_Supplied data_
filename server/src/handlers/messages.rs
use bincode::{config::standard, serde::decode_from_slice};
use rand::RngCore;

use crate::{
    handlers::{broadcast, send, send_error},
    net::ServerNetworkHandle,
    session::Session,
};
use common::{
    net::AppChannel,
    protocol::{ClientMessage, ServerMessage},
};

pub fn handle_messages(
    network: &mut dyn ServerNetworkHandle,
    session: &mut Session,
    rng: &mut dyn RngCore,
) {
    for client_id in network.clients_id() {
        while let Some(data) = network.receive_message(client_id, AppChannel::ReliableOrdered) {
            let Ok((message, _)) = decode_from_slice::<ClientMessage, _>(&data, standard()) else {
                eprintln!("Client {} sent malformed data. Disconnecting.", client_id);
                network.disconnect(client_id);
                continue;
            };

            match message {
                ClientMessage::Join(name) => handle_join(network, session, client_id, &name),
                ClientMessage::SubmitAnswer(answer) => {
                    handle_answer(network, session, rng, client_id, answer);
                }
            }
        }
    }
}

fn handle_join(
    network: &mut dyn ServerNetworkHandle,
    session: &mut Session,
    client_id: u64,
    name: &str,
) {
    match session.join(client_id, name) {
        Ok(name) => {
            println!("Client {} joined the lobby as '{}'.", client_id, name);
            broadcast(
                network,
                AppChannel::ReliableOrdered,
                &ServerMessage::PlayerList {
                    names: session.player_names(),
                },
            );

            if session.ready_to_start() {
                let seconds = session.start_countdown();
                println!("Enough players present; {}s countdown started.", seconds);
                broadcast(
                    network,
                    AppChannel::ReliableOrdered,
                    &ServerMessage::Countdown { seconds },
                );
            }
        }
        Err(err) => {
            eprintln!("Client {} join rejected: {}", client_id, err);
            send_error(network, client_id, err.to_string());
        }
    }
}

fn handle_answer(
    network: &mut dyn ServerNetworkHandle,
    session: &mut Session,
    rng: &mut dyn RngCore,
    client_id: u64,
    answer: i32,
) {
    match session.submit_answer(client_id, answer, rng) {
        Ok(outcome) => {
            send(
                network,
                client_id,
                AppChannel::ReliableOrdered,
                &ServerMessage::AnswerResult {
                    correct: outcome.correct,
                    correct_answer: (!outcome.correct).then_some(outcome.correct_answer),
                },
            );
            send(
                network,
                client_id,
                AppChannel::ReliableOrdered,
                &ServerMessage::NewProblem {
                    problem: outcome.next.to_string(),
                },
            );
        }
        Err(err) => {
            send_error(network, client_id, err.to_string());
        }
    }
}
pub mod messages;
pub mod timer;

pub use messages::handle_messages;
pub use timer::tick_second;

use bincode::{config::standard, serde::encode_to_vec};

use crate::net::ServerNetworkHandle;
use common::{net::AppChannel, protocol::ServerMessage};

pub(crate) fn send(
    network: &mut dyn ServerNetworkHandle,
    client_id: u64,
    channel: AppChannel,
    message: &ServerMessage,
) {
    let payload = encode_to_vec(message, standard())
        .unwrap_or_else(|_| panic!("failed to serialize {}", message.variant_name()));
    network.send_message(client_id, channel, payload);
}

pub(crate) fn broadcast(
    network: &mut dyn ServerNetworkHandle,
    channel: AppChannel,
    message: &ServerMessage,
) {
    let payload = encode_to_vec(message, standard())
        .unwrap_or_else(|_| panic!("failed to serialize {}", message.variant_name()));
    network.broadcast_message(channel, payload);
}

pub(crate) fn send_error(network: &mut dyn ServerNetworkHandle, client_id: u64, message: String) {
    send(
        network,
        client_id,
        AppChannel::ReliableOrdered,
        &ServerMessage::Error { message },
    );
}
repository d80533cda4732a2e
use std::{
    env, io,
    net::{SocketAddr, UdpSocket},
    time::Duration,
};

use dotenvy;

use renet::{ChannelConfig, ConnectionConfig, SendType};
use socket2::{Domain, Socket, Type};

pub fn get_connectable_address() -> SocketAddr {
    dotenvy::dotenv().ok();

    let ip = env::var("IP").unwrap_or_else(|_| "127.0.0.1".to_string());
    let port = env::var("PORT").unwrap_or_else(|_| "5000".to_string());

    let address_string = format!("{}:{}", ip, port);
    address_string.parse().expect("Invalid IP or Port format")
}

/// `ReliableOrdered` carries joins, results, and phase announcements.
/// `Unreliable` carries the per-second timer ticks; a dropped tick is
/// replaced by the next one a second later.
#[derive(Debug, Clone, Copy, PartialEq, Eq)]
pub enum AppChannel {
    ReliableOrdered,
    Unreliable,
}

impl From<AppChannel> for u8 {
    fn from(channel: AppChannel) -> Self {
        match channel {
            AppChannel::ReliableOrdered => 0,
            AppChannel::Unreliable => 1,
        }
    }
}

pub fn connection_config() -> ConnectionConfig {
    let reliable_config = ChannelConfig {
        channel_id: 0,
        max_memory_usage_bytes: 10 * 1024 * 1024,
        send_type: SendType::ReliableOrdered {
            resend_time: Duration::from_millis(100),
        },
    };

    let unreliable_config = ChannelConfig {
        channel_id: 1,
        max_memory_usage_bytes: 1 * 1024 * 1024,
        send_type: SendType::Unreliable,
    };

    let client_channels_config = vec![reliable_config.clone(), unreliable_config.clone()];
    let server_channels_config = vec![reliable_config, unreliable_config];

    ConnectionConfig {
        client_channels_config,
        server_channels_config,
        ..Default::default()
    }
}

pub fn bind_socket(addr: SocketAddr) -> io::Result<UdpSocket> {
    let domain = if addr.is_ipv4() {
        Domain::IPV4
    } else {
        Domain::IPV6
    };
    let socket = Socket::new(domain, Type::DGRAM, None)?;
    socket.set_reuse_address(true)?;
    socket.bind(&addr.into())?;
    Ok(socket.into())
}
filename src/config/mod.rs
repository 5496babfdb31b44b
pub mod prompt;
use async_trait::async_trait;
use axum::http::StatusCode;
use axum_test::TestServer;
use futures::stream;
use serde_json::{ json, Value };
use sqlx::sqlite::SqlitePoolOptions;
use std::sync::Arc;
use std::sync::atomic::{ AtomicUsize, Ordering };
use std::time::Duration;
use support_agent::cache::memory::MemoryCache;
use support_agent::config::prompt::SystemPrompt;
use support_agent::llm::chat::{ ChatClient, TokenStream };
use support_agent::llm::error::ChatError;
use support_agent::models::chat::ModelMessage;
use support_agent::server::api::{ build_router, AppState };
use support_agent::store::ConversationStore;
use support_agent::store::sqlite::{ init_schema, SqliteConversationStore };

/// Chat client that replays a fixed token sequence and counts invocations.
struct ScriptedChatClient {
    tokens: Vec<String>,
    has_key: bool,
    calls: AtomicUsize,
}

impl ScriptedChatClient {
    fn replying(tokens: &[&str]) -> Arc<Self> {
        Arc::new(Self {
            tokens: tokens.iter().map(|t| t.to_string()).collect(),
            has_key: true,
            calls: AtomicUsize::new(0),
        })
    }

    fn without_credentials() -> Arc<Self> {
        Arc::new(Self {
            tokens: Vec::new(),
            has_key: false,
            calls: AtomicUsize::new(0),
        })
    }
}

#[async_trait]
impl ChatClient for ScriptedChatClient {
    async fn stream_chat(&self, _messages: &[ModelMessage]) -> Result<TokenStream, ChatError> {
        self.calls.fetch_add(1, Ordering::SeqCst);
        let items: Vec<Result<String, ChatError>> = self.tokens
            .iter()
            .cloned()
            .map(Ok)
            .collect();
        Ok(Box::pin(stream::iter(items)))
    }

    fn has_credentials(&self) -> bool {
        self.has_key
    }
}

async fn test_state(chat_client: Arc<dyn ChatClient>) -> (AppState, Arc<dyn ConversationStore>) {
    let pool = SqlitePoolOptions::new()
        .max_connections(1)
        .connect("sqlite::memory:").await
        .unwrap();
    init_schema(&pool).await.unwrap();
    let store: Arc<dyn ConversationStore> = Arc::new(SqliteConversationStore::new(pool));

    let state = AppState {
        store: store.clone(),
        cache: Some(Arc::new(MemoryCache::new())),
        chat_client,
        system_prompt: Arc::new(SystemPrompt::base()),
        max_history_messages: 20,
        cache_ttl: Duration::from_secs(90),
    };
    (state, store)
}

fn user_message(text: &str) -> Value {
    json!({ "role": "user", "parts": [{ "type": "text", "text": text }] })
}

/// Assistant-message persistence runs after the response body completes, so
/// tests poll the store instead of racing it.
async fn wait_for_messages(store: &Arc<dyn ConversationStore>, conversation_id: &str, count: usize) {
    for _ in 0..100 {
        let messages = store.list_messages(conversation_id).await.unwrap();
        if messages.len() >= count {
            return;
        }
        tokio::time::sleep(Duration::from_millis(10)).await;
    }
    panic!("timed out waiting for {} messages in {}", count, conversation_id);
}

#[tokio::test]
async fn chat_creates_conversation_streams_and_persists_both_sides() {
    let (state, store) = test_state(ScriptedChatClient::replying(&["Hello ", "there!"])).await;
    let server = TestServer::new(build_router(state, "*")).unwrap();

    let res = server
        .post("/api/ai")
        .json(&json!({ "messages": [user_message("Hi")], "sessionId": "s1" })).await;

    res.assert_status(StatusCode::OK);
    let conversation_id = res.header("x-conversation-id").to_str().unwrap().to_string();
    let body = res.text();
    assert!(body.contains("text-delta"));
    assert!(body.contains("data: [DONE]"));

    wait_for_messages(&store, &conversation_id, 2).await;
    let messages = store.list_messages(&conversation_id).await.unwrap();
    assert_eq!(messages[0].role, "user");
    assert_eq!(messages[0].content, "Hi");
    assert_eq!(messages[1].role, "ai");
    assert_eq!(messages[1].content, "Hello there!");
}

#[tokio::test]
async fn conversation_list_is_miss_then_hit_with_first_message_preview() {
    let (state, store) = test_state(ScriptedChatClient::replying(&["ok"])).await;
    let server = TestServer::new(build_router(state, "*")).unwrap();

    let conv = store.create_conversation(Some("s1")).await.unwrap();
    store.add_message(&conv.id, "user", "Hi").await.unwrap();

    let first = server.get("/api/conversations").add_query_param("sessionId", "s1").await;
    first.assert_status(StatusCode::OK);
    assert_eq!(first.header("x-cache"), "MISS");
    let listed: Vec<Value> = first.json();
    assert_eq!(listed.len(), 1);
    assert_eq!(listed[0]["firstMessage"], "Hi");

    let second = server.get("/api/conversations").add_query_param("sessionId", "s1").await;
    assert_eq!(second.header("x-cache"), "HIT");
    assert_eq!(second.text(), first.text());
}

#[tokio::test]
async fn conversation_list_without_session_is_never_cached() {
    let (state, store) = test_state(ScriptedChatClient::replying(&["ok"])).await;
    let server = TestServer::new(build_router(state, "*")).unwrap();
    store.create_conversation(None).await.unwrap();

    let first = server.get("/api/conversations").await;
    assert_eq!(first.header("x-cache"), "MISS");
    let second = server.get("/api/conversations").await;
    assert_eq!(second.header("x-cache"), "MISS");
}

#[tokio::test]
async fn message_list_invalidation_cycles_miss_hit_miss() {
    let (state, store) = test_state(ScriptedChatClient::replying(&["reply"])).await;
    let server = TestServer::new(build_router(state, "*")).unwrap();

    let res = server
        .post("/api/ai")
        .json(&json!({ "messages": [user_message("Hi")], "sessionId": "s1" })).await;
    let conversation_id = res.header("x-conversation-id").to_str().unwrap().to_string();
    res.text();
    wait_for_messages(&store, &conversation_id, 2).await;

    let path = format!("/api/conversations/{}/messages", conversation_id);
    let first = server.get(&path).await;
    assert_eq!(first.header("x-cache"), "MISS");
    let second = server.get(&path).await;
    assert_eq!(second.header("x-cache"), "HIT");

    // A new assistant message invalidates the entry, so the next read
    // recomputes exactly once.
    let res = server
        .post("/api/ai")
        .json(
            &json!({
            "messages": [user_message("Hi"), user_message("More")],
            "conversationId": conversation_id,
            "sessionId": "s1",
        })
        ).await;
    res.assert_status(StatusCode::OK);
    res.text();
    wait_for_messages(&store, &conversation_id, 4).await;

    let third = server.get(&path).await;
    assert_eq!(third.header("x-cache"), "MISS");
    let messages: Vec<Value> = third.json();
    assert_eq!(messages.len(), 4);
    let fourth = server.get(&path).await;
    assert_eq!(fourth.header("x-cache"), "HIT");
}

#[tokio::test]
async fn unknown_conversation_is_404_and_writes_nothing() {
    let (state, store) = test_state(ScriptedChatClient::replying(&["ok"])).await;
    let server = TestServer::new(build_router(state, "*")).unwrap();

    let res = server
        .post("/api/ai")
        .json(
            &json!({
            "messages": [user_message("Hi")],
            "conversationId": "does-not-exist",
        })
        ).await;

    res.assert_status(StatusCode::NOT_FOUND);
    let body: Value = res.json();
    assert_eq!(body["error"], "Conversation not found");
    assert!(store.list_conversations(None).await.unwrap().is_empty());
}

#[tokio::test]
async fn missing_messages_endpoint_returns_404_body() {
    let (state, _store) = test_state(ScriptedChatClient::replying(&["ok"])).await;
    let server = TestServer::new(build_router(state, "*")).unwrap();

    let res = server.get("/api/conversations/bad-id/messages").await;
    res.assert_status(StatusCode::NOT_FOUND);
    let body: Value = res.json();
    assert_eq!(body["error"], "Conversation not found");
}

#[tokio::test]
async fn empty_history_fails_before_any_provider_call() {
    let client = ScriptedChatClient::replying(&["never"]);
    let (state, _store) = test_state(client.clone()).await;
    let server = TestServer::new(build_router(state, "*")).unwrap();

    let res = server.post("/api/ai").json(&json!({ "messages": [], "sessionId": "s1" })).await;

    res.assert_status(StatusCode::BAD_REQUEST);
    let body: Value = res.json();
    assert_eq!(body["code"], "INVALID_INPUT");
    assert_eq!(client.calls.load(Ordering::SeqCst), 0);
}

#[tokio::test]
async fn missing_credentials_map_to_500_with_stable_code() {
    let (state, _store) = test_state(ScriptedChatClient::without_credentials()).await;
    let server = TestServer::new(build_router(state, "*")).unwrap();

    let res = server
        .post("/api/ai")
        .json(&json!({ "messages": [user_message("Hi")] })).await;

    res.assert_status(StatusCode::INTERNAL_SERVER_ERROR);
    let body: Value = res.json();
    assert_eq!(body["code"], "MISSING_API_KEY");
}

#[tokio::test]
async fn sessions_never_see_each_others_conversations() {
    let (state, store) = test_state(ScriptedChatClient::replying(&["ok"])).await;
    let server = TestServer::new(build_router(state, "*")).unwrap();

    let mine = store.create_conversation(Some("s1")).await.unwrap();
    store.create_conversation(Some("s2")).await.unwrap();

    let res = server.get("/api/conversations").add_query_param("sessionId", "s1").await;
    let listed: Vec<Value> = res.json();
    assert_eq!(listed.len(), 1);
    assert_eq!(listed[0]["id"], mine.id.as_str());
}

_Work instruction_
Your answer should be one number, the count of lines above that hold "crate".

_Answer space_
5